:: Task material

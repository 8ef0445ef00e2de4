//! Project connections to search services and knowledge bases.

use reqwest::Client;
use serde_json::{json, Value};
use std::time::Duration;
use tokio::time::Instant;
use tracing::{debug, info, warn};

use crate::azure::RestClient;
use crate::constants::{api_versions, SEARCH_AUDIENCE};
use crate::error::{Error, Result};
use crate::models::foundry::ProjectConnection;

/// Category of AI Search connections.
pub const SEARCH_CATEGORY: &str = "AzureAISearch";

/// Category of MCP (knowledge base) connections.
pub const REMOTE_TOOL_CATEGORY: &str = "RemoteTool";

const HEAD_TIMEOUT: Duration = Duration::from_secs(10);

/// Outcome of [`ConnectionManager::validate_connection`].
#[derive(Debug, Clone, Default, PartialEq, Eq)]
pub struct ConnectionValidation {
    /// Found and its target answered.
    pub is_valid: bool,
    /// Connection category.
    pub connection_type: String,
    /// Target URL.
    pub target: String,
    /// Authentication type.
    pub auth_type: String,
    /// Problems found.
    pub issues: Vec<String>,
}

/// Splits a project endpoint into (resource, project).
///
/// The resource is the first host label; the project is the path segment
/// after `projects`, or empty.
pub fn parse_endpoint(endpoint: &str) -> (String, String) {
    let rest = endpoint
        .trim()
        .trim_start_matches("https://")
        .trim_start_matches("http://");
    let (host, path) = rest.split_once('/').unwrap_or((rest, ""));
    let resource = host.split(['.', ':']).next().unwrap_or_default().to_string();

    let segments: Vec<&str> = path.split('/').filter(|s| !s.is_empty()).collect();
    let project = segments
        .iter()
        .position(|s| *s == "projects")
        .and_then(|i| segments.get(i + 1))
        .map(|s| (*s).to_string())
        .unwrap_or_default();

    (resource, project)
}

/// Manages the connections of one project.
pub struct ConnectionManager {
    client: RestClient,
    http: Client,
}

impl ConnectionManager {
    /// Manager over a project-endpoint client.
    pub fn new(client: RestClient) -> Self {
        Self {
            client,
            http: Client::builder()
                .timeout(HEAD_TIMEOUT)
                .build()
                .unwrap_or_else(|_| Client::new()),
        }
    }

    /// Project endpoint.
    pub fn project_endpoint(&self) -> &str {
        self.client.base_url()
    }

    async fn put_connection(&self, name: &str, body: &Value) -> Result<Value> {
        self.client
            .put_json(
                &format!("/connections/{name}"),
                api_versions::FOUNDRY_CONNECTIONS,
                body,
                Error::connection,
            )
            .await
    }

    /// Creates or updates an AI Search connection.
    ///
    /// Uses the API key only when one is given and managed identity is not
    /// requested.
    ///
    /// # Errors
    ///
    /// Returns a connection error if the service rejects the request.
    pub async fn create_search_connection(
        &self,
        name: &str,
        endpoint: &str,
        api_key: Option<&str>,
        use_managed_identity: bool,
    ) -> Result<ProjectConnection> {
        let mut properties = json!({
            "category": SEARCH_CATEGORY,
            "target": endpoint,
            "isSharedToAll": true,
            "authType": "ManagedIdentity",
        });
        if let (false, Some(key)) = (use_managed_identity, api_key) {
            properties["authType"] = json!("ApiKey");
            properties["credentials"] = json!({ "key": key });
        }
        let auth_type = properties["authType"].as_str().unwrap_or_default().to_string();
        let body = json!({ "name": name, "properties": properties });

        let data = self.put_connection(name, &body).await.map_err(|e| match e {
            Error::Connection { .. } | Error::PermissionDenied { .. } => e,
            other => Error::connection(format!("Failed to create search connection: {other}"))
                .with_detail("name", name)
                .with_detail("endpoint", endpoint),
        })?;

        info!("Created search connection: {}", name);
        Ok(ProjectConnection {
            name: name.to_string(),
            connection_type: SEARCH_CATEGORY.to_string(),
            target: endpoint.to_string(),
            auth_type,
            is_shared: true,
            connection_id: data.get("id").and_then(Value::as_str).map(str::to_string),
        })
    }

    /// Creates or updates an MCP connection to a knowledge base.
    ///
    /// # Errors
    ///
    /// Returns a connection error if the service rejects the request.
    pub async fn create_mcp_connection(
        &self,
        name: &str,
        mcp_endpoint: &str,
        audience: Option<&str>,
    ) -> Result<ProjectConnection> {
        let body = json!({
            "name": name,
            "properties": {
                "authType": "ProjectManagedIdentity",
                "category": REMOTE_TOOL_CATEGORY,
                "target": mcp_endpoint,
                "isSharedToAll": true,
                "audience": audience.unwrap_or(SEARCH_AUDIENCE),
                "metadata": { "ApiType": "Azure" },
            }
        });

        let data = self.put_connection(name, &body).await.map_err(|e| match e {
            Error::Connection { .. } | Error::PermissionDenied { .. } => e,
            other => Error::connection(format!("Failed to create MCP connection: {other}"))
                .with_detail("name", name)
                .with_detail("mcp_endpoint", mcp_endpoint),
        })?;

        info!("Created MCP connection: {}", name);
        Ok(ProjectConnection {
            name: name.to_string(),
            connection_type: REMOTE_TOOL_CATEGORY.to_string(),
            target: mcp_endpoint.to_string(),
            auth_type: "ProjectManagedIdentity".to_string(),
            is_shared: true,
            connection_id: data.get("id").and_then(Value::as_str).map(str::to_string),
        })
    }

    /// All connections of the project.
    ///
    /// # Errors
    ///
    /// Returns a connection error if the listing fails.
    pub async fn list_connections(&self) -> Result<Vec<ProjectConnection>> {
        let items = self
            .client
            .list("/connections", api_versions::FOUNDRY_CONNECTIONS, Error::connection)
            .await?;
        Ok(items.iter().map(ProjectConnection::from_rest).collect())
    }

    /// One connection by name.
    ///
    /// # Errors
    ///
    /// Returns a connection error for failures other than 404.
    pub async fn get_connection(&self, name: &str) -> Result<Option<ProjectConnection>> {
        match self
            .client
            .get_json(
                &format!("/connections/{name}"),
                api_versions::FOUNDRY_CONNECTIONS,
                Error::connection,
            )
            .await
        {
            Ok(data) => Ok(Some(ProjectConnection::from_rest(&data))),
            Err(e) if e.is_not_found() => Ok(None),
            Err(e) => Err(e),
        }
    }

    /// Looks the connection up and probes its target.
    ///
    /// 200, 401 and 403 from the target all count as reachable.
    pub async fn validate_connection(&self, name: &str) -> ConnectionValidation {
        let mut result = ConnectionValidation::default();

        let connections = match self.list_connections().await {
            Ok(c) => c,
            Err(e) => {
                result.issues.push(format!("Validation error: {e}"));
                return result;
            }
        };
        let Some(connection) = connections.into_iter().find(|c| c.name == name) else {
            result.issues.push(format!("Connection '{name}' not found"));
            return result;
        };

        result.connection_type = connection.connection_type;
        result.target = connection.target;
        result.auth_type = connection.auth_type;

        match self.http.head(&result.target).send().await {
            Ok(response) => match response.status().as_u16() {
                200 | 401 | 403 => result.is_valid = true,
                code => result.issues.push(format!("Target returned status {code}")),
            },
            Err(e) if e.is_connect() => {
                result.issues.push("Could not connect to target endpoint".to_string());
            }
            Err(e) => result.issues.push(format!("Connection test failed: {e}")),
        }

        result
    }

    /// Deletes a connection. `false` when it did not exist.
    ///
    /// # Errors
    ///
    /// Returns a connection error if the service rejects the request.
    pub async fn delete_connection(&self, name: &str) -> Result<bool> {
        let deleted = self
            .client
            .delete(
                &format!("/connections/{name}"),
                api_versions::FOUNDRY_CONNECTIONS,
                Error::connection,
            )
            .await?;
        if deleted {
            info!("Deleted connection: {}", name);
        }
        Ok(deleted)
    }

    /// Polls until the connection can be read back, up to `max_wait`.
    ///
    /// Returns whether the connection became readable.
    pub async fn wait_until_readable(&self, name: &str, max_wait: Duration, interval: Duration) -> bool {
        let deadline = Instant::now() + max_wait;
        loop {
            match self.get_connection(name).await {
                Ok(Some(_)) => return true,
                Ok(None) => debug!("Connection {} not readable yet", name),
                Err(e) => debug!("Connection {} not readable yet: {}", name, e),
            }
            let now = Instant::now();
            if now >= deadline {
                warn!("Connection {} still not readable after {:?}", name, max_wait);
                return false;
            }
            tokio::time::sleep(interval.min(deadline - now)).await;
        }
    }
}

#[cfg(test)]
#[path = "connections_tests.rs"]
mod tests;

::::

Would you please give the number of lines in this material containing the string "Created", with no further text?

[Completed task]:
2